The PARS is a brief, reliable clinician scale for tracking anxiety severity in kids with autism, but scores can pick up some hyperactivity, so use multiple informants.
01Research in Context
What this study did
Storch et al. (2012) tested the Pediatric Anxiety Rating Scale (PARS) in kids with autism. The PARS is a short clinician interview that scores how severe a child's anxiety looks each week.
They checked if the scores stayed steady when different clinicians gave the scale. They also asked if the scores matched other anxiety measures and if they stayed separate from ADHD ratings.
What they found
The scale showed good reliability. Two clinicians usually gave the same child a similar score.

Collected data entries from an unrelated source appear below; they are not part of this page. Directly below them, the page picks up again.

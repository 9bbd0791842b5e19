//! Environment source: RECOVERD__<SECTION>__<KEY>.

use config::builder::DefaultState;
use config::ConfigBuilder;
use config::Environment;

pub const ENV_PREFIX: &str = "RECOVERD";

pub fn add_to_builder(builder: ConfigBuilder<DefaultState>) -> ConfigBuilder<DefaultState> {
    builder.add_source(
        Environment::with_prefix(ENV_PREFIX)
            .prefix_separator("__")
            .separator("__")
            .try_parsing(true),
    )
}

PARS scores lined up with other anxiety tools, giving evidence of convergent validity. However, scores also rose a bit with parent-rated hyperactivity, showing some overlap with externalizing problems.
How this fits with other research
Lecavalier et al. (2014) later reviewed all anxiety measures for autism trials. They kept the PARS on a very short list of "trial-ready" tools, confirming its value while warning that more valid measures are still needed.

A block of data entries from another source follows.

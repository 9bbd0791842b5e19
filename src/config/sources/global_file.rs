//! Global config file source: $XDG_CONFIG_HOME/recoverd/config.toml (or the
//! platform equivalent).

use config::builder::DefaultState;
use config::ConfigBuilder;
use config::ConfigError;
use config::File;
use directories::ProjectDirs;
use std::path::{Path, PathBuf};
use tracing::debug;

/// Path to the global config file.
pub fn global_config_path() -> Option<PathBuf> {
    ProjectDirs::from("", "", "recoverd").map(|dirs| dirs.config_dir().join("config.toml"))
}

/// Add the global config file to the builder if it exists.
pub fn add_to_builder(
    mut builder: ConfigBuilder<DefaultState>,
    path: Option<&Path>,
) -> Result<ConfigBuilder<DefaultState>, ConfigError> {
    let Some(path) = path else {
        return Ok(builder);
    };
    if path.exists() {
        builder = builder.add_source(File::from(path).required(false));
    } else {
        debug!(config_path = %path.display(), "No global configuration file");
    }
    Ok(builder)
}
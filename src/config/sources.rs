//! Configuration sources, in increasing priority.

pub mod environment;
pub mod explicit_file;
pub mod global_file;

Ozsivadjian et al. (2014) extended this work to self-report forms. They showed that kids with ASD can reliably fill out their own anxiety questionnaires, so you can add youth reports alongside the clinician PARS.
Noordenbos et al. (2012) focused on high-functioning teens and found teens under-report anxiety compared with parents and clinicians. This supports keeping a clinician scale like the PARS in the mix even when self-reports are used.
Why it matters
You now have a quick, clinician-friendly scale that is proven reliable for youth with ASD. Use the PARS when you need a weekly severity anchor for anxiety goals or medication monitoring. Just remember to pair it with parent or youth reports to catch kids who may hide their worries, and watch for scores that might be nudged up by hyperactivity rather than pure anxiety.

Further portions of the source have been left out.